"The lunatic is in my head," these Pink Floyd lyrics from "Dark Side of the Moon" would have made an apt theme song for The Machinist, Brad Anderson's new film starring an emaciated Christian Bale as a paranoid insomniac on a quest for self-identity. Alas, the song would have been by far the best thing in this failed morality play of a film, whose grotesque excesses overwhelm its fleeting moments of brilliance.

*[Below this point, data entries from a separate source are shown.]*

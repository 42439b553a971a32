//! Error types for the EDA engine.
//!
//! Only ingestion and plumbing failures are errors. An empty chart selection
//! or an undefined statistic is a normal outcome and never surfaces here.
//!
//! Errors are serializable so the display layer can show them as a
//! blocking message without knowing the Rust types.

use serde::Serialize;
use serde::ser::SerializeStruct;
use thiserror::Error;

/// The main error type for the EDA engine.
#[derive(Error, Debug)]
pub enum EdaError {
    /// The upload could not be parsed as a CSV table.
    #[error("Could not parse uploaded file: {reason}")]
    Ingestion { reason: String },

    /// The upload contained no data at all.
    #[error("Uploaded file is empty")]
    EmptyInput,

    /// The upload is not a comma-separated file.
    #[error("Unsupported file '{0}': only .csv files are accepted")]
    UnsupportedFile(String),

    /// Column was not found in the table.
    #[error("Column '{0}' not found in dataset")]
    ColumnNotFound(String),

    /// No table has been uploaded in this session.
    #[error("No data loaded")]
    NoDataLoaded,

    /// Invalid configuration provided.
    #[error("Invalid configuration: {0}")]
    InvalidConfig(String),

    /// IO error wrapper.
    #[error("IO error: {0}")]
    Io(#[from] std::io::Error),

    /// Polars error wrapper.
    #[error("Polars error: {0}")]
    Polars(#[from] polars::error::PolarsError),

    /// JSON serialization/deserialization error.
    #[error("JSON error: {0}")]
    Json(#[from] serde_json::Error),

    /// Generic error with context.
    #[error("{context}: {source}")]
    WithContext {
        context: String,
        #[source]
        source: Box<EdaError>,
    },
}

impl EdaError {
    /// Add context to an error.
    pub fn with_context(self, context: impl Into<String>) -> Self {
        EdaError::WithContext {
            context: context.into(),
            source: Box::new(self),
        }
    }

    /// Shorthand for an ingestion failure.
    pub fn ingestion(reason: impl Into<String>) -> Self {
        EdaError::Ingestion {
            reason: reason.into(),
        }
    }

    /// Get error code for frontend handling.
    pub fn error_code(&self) -> &'static str {
        match self {
            Self::Ingestion { .. } => "INGESTION_FAILED",
            Self::EmptyInput => "EMPTY_INPUT",
            Self::UnsupportedFile(_) => "UNSUPPORTED_FILE",
            Self::ColumnNotFound(_) => "COLUMN_NOT_FOUND",
            Self::NoDataLoaded => "NO_DATA_LOADED",
            Self::InvalidConfig(_) => "INVALID_CONFIG",
            Self::Io(_) => "IO_ERROR",
            Self::Polars(_) => "POLARS_ERROR",
            Self::Json(_) => "JSON_ERROR",
            Self::WithContext { source, .. } => source.error_code(),
        }
    }

    /// Whether this error came from a bad upload.
    ///
    /// The session stays interactive and waits for a new file in that case.
    pub fn is_ingestion_failure(&self) -> bool {
        match self {
            Self::Ingestion { .. } | Self::EmptyInput | Self::UnsupportedFile(_) => true,
            Self::WithContext { source, .. } => source.is_ingestion_failure(),
            _ => false,
        }
    }
}

/// Errors are serialized as `{ code, message }`.
impl Serialize for EdaError {
    fn serialize<S>(&self, serializer: S) -> std::result::Result<S::Ok, S::Error>
    where
        S: serde::Serializer,
    {
        let mut state = serializer.serialize_struct("EdaError", 2)?;
        state.serialize_field("code", &self.error_code())?;
        state.serialize_field("message", &self.to_string())?;
        state.end()
    }
}

/// Result type alias for EDA operations.
pub type Result<T> = std::result::Result<T, EdaError>;

/// Extension trait for adding context to Results.
pub trait ResultExt<T> {
    /// Add context to an error result.
    fn context(self, context: impl Into<String>) -> Result<T>;
}

impl<T> ResultExt<T> for Result<T> {
    fn context(self, context: impl Into<String>) -> Result<T> {
        self.map_err(|e| e.with_context(context))
    }
}

impl<T> ResultExt<T> for std::result::Result<T, polars::error::PolarsError> {
    fn context(self, context: impl Into<String>) -> Result<T> {
        self.map_err(|e| EdaError::Polars(e).with_context(context))
    }
}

The Machinist calls to mind themes from many recent films: the theme of the quest for the identity of a culprit that puts in question the identity and innocence of the investigator himself from Memento (it even uses Memento's posted notes as clues for a forgetful investigator); the alienation and split personalities of Fight Club; the gruesome meditation on guilt and punishment in Seven; and the hyperkinetic paranoia of Pi. But it is inferior to all of these films; the closest it comes to mimicking any of them is in its grisly moments, which approximate scenes in Seven. The film it most calls to mind, however, is the pretentious and artistically overwrought Identity.
The problem is not with Bale's performance as the bewildered machinist, Trevor Reznik, who's not slept in a year and looks like it's been that long since he last had a good meal. Between stints in American Psycho and in Christopher Nolan's upcoming Batman, Bale was so taken with the script for The Machinist that he lost a third of his body weight to persuade Anderson he was right for the part. The physical distortion and diminution reflects psychic deprivation. As his prostitute friend Stevie (Jennifer Jason Leigh) remarks, "If you were any thinner, you wouldn't exist."
What's wrong with him? That's what Trevor wonders. Trevor is curious about lots of things — the source and meaning of the post-it notes that mysteriously appear in his kitchen, the strange co-worker who threatens him but whose very existence is denied by his boss, and why he seems to be the occasion of unintended harm to those around him. Reznik devotes an awful lot of attention to cleanliness, as he applies bleach to his already clean floor and hands (a Lady Macbeth reference here?) And the look of the film is bleached, the colors nearly washed out, except for splatters of red. Oddly, Reznik doesn't seem all that worked up about near hallucinatory experiences of blood gushing from his refrigerator. But, then, he does have a lot on his mind.
The script itself, penned by Scott Kosar (Texas Chainsaw Massacre and Amityville Horror), has some things going for it. The title refers to Trevor Reznik's place of employment, a machine shop in an anonymous and desolate industrial park, a place where, according to Kosar, workers are "extensions of their machines." The setting poses the question: "do machinists have existential crises?" The film is much better at moods and locales, at images of deprivation and desolation, than it is at plotting or philosophical debate — a lot like popular existentialist philosophy in that regard.
The film wants to be a thoughtful thriller, one that takes issues of identity, self-knowledge, and guilt seriously. Reznik reads Dostoevsky's novel The Idiot and wears what appears to be a religious medal around his neck. What are we to make of this? Who knows? Dostoevsky's Crime and Punishment, which features a holy prostitute, would have suited the film better but even to begin that line of consideration is to give this film far more credit than it deserves.
In a surprise ending, the film explains the source of Trevor's strange afflictions and provides an answer to the question, "who are you?" Viewers will at this point run back through some scenes and say, "Oh, that's what that was about." But there's no great sense of insight here; the resolution could have been handled in any number of ways.
The real problem with the film is the dissatisfying and disgusting imbalance between the ordinary, if horrifying, source of Trevor's guilt and the extraordinary, belabored, and grotesque detailing of his psychosomatic disorders. In this respect, this bigger budget entry with bigger stars marks a falling off from Anderson's low-budget thriller, Session 9 (for my NRO review, see here). By contrast, The Machinist continues the already established Hollywood trend of doing less with more.